Kevin Brianton, Ph.D.
La Trobe University, Melbourne, Australia
Author of Hollywood Divided: The 1950 Screen Directors Guild Meeting and the Impact of the Blacklist
The University Press of Kentucky, 2016

Cecil B. DeMille’s role at the Screen Directors Guild (SDG) meeting on 22 October 1950 has been a controversial one for the director. In the Red Scare period, DeMille and his conservative followers—who formed a majority of the SDG board—pushed for the removal of its president, Joseph Mankiewicz. He had supposedly opposed a mandatory loyalty oath for SDG members. To get rid of Mankiewicz, the DeMille group sent out a ballot asking for Mankiewicz to be recalled, which gave SDG members only one option: to vote him out.

In response, Mankiewicz rallied his supporters, called a general meeting to discuss the issue, and gained a court injunction against the ballot. In the run-up to the meeting, it became clear that DeMille had acted in great haste, and Mankiewicz had no plans to oppose the board. Mankiewicz regained full support of the board and the membership, but the meeting went ahead.

At the meeting, DeMille moved that the ballots be destroyed, but the mood of the directors was strongly against DeMille. The meeting formally stopped Mankiewicz’s recall and the board—including DeMille—was compelled to resign. Even so, a voluntary loyalty oath was introduced three days after the meeting. It became mandatory in 1951, following a vote of the entire membership.

Many false stories have circulated about the SDG meeting.

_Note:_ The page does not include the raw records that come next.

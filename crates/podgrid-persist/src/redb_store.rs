//! Embedded-database backend backed by redb.
//!
//! The whole snapshot lives under one key, so a save is a single write
//! transaction and readers never observe a half-written cluster.

use std::path::{Path, PathBuf};
use std::sync::Arc;

use redb::{Database, ReadableDatabase, TableDefinition};
use tracing::debug;

use podgrid_state::ClusterState;

use crate::backend::StateBackend;
use crate::error::{PersistError, PersistResult};

/// Serialized `ClusterSnapshot` documents keyed by name.
const SNAPSHOTS: TableDefinition<&str, &[u8]> = TableDefinition::new("snapshots");

/// Key of the current cluster snapshot.
const CURRENT: &str = "current";

/// Convert any `Display` error into a `PersistError` variant via a closure factory.
macro_rules! map_err {
    ($variant:ident) => {
        |e| PersistError::$variant(e.to_string())
    };
}

#[derive(Clone)]
pub struct RedbBackend {
    db: Arc<Database>,
    path: Option<PathBuf>,
}

impl RedbBackend {
    /// Open (or create) a database file at `path`.
    pub fn open(path: &Path) -> PersistResult<Self> {
        if let Some(parent) = path.parent()
            && !parent.as_os_str().is_empty()
        {
            std::fs::create_dir_all(parent).map_err(|source| PersistError::Io {
                path: parent.display().to_string(),
                source,
            })?;
        }
        let db = Database::create(path).map_err(map_err!(Open))?;
        let backend = Self {
            db: Arc::new(db),
            path: Some(path.to_path_buf()),
        };
        backend.ensure_tables()?;
        debug!(?path, "redb backend opened");
        Ok(backend)
    }

    /// Ephemeral database, for tests and the demo.
    pub fn open_in_memory() -> PersistResult<Self> {
        let backend = redb::backends::InMemoryBackend::new();
        let db = Database::builder()
            .create_with_backend(backend)
            .map_err(map_err!(Open))?;
        let backend = Self {
            db: Arc::new(db),
            path: None,
        };
        backend.ensure_tables()?;
        debug!("in-memory redb backend opened");
        Ok(backend)
    }

    fn ensure_tables(&self) -> PersistResult<()> {
        let txn = self.db.begin_write().map_err(map_err!(Transaction))?;
        txn.open_table(SNAPSHOTS).map_err(map_err!(Table))?;
        txn.commit().map_err(map_err!(Transaction))?;
        Ok(())
    }
}

impl StateBackend for RedbBackend {
    fn load(&self) -> PersistResult<ClusterState> {
        let txn = self.db.begin_read().map_err(map_err!(Transaction))?;
        let table = txn.open_table(SNAPSHOTS).map_err(map_err!(Table))?;
        match table.get(CURRENT).map_err(map_err!(Read))? {
            Some(guard) => {
                let state = ClusterState::from_bytes(guard.value())?;
                debug!(backend = %self.describe(), "snapshot loaded");
                Ok(state)
            }
            None => {
                debug!(backend = %self.describe(), "no snapshot stored, starting empty");
                Ok(ClusterState::new())
            }
        }
    }

    fn save(&self, state: &ClusterState) -> PersistResult<()> {
        let value = state.to_bytes()?;
        let txn = self.db.begin_write().map_err(map_err!(Transaction))?;
        {
            let mut table = txn.open_table(SNAPSHOTS).map_err(map_err!(Table))?;
            table
                .insert(CURRENT, value.as_slice())
                .map_err(map_err!(Write))?;
        }
        txn.commit().map_err(map_err!(Transaction))?;
        debug!(backend = %self.describe(), bytes = value.len(), "snapshot saved");
        Ok(())
    }

    fn describe(&self) -> String {
        match &self.path {
            Some(path) => format!("redb:{}", path.display()),
            None => "redb:memory".to_string(),
        }
    }
}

The first is that DeMille spoke with a derogatory Eastern European or Jewish accent, which has prompted accusations of anti-Semitism. A court transcript of the meeting clearly shows that this incident did not happen, but even so it entered Hollywood folklore. The story was possibly confused with a similar incident at an isolationist rally involving Senator Gerald Nye in 1940.1

This story was first told by Billy Wilder in 1972, who was probably not at the meeting. It was repeated by Mankiewicz in a filmed interview in the 1980s, and by others after that.2

Another story is that at the end of the meeting, John Ford is reported to have attacked DeMille and then demanded his resignation. The court transcript shows that Ford defended DeMille and told his fellow directors that they were being “Un-American” in their accusations.3

DeMille’s attempt to recall Mankiewicz was widely criticized. As a face saving gesture to his friend DeMille, Ford called for the entire board to resign. This saved DeMille the disgrace of being individually dragged from office. After the meeting, Ford sent DeMille a letter of condolence and then followed up with a phone call of support.

1 Propaganda in Motion Pictures—Hearings before a Subcommittee of the Committee on Interstate Commerce, United States Senate, Seventy-Seventh Congress, First Session on S. Res. 152. September 9–26, 1941. Washington, DC: U.S. Government Printing Office, 1942.
http://babel.hathitrust.org/cgi/pt?view=text;size=100;id=mdp.39015020646066;page=%20root;seq=9;orient=0.

2 Sikov, E. On Sunset Boulevard: The Life and Times of Billy Wilder. New York: Hyperion,199, 322.
3 SDG Minutes, 22 October 1950, 122.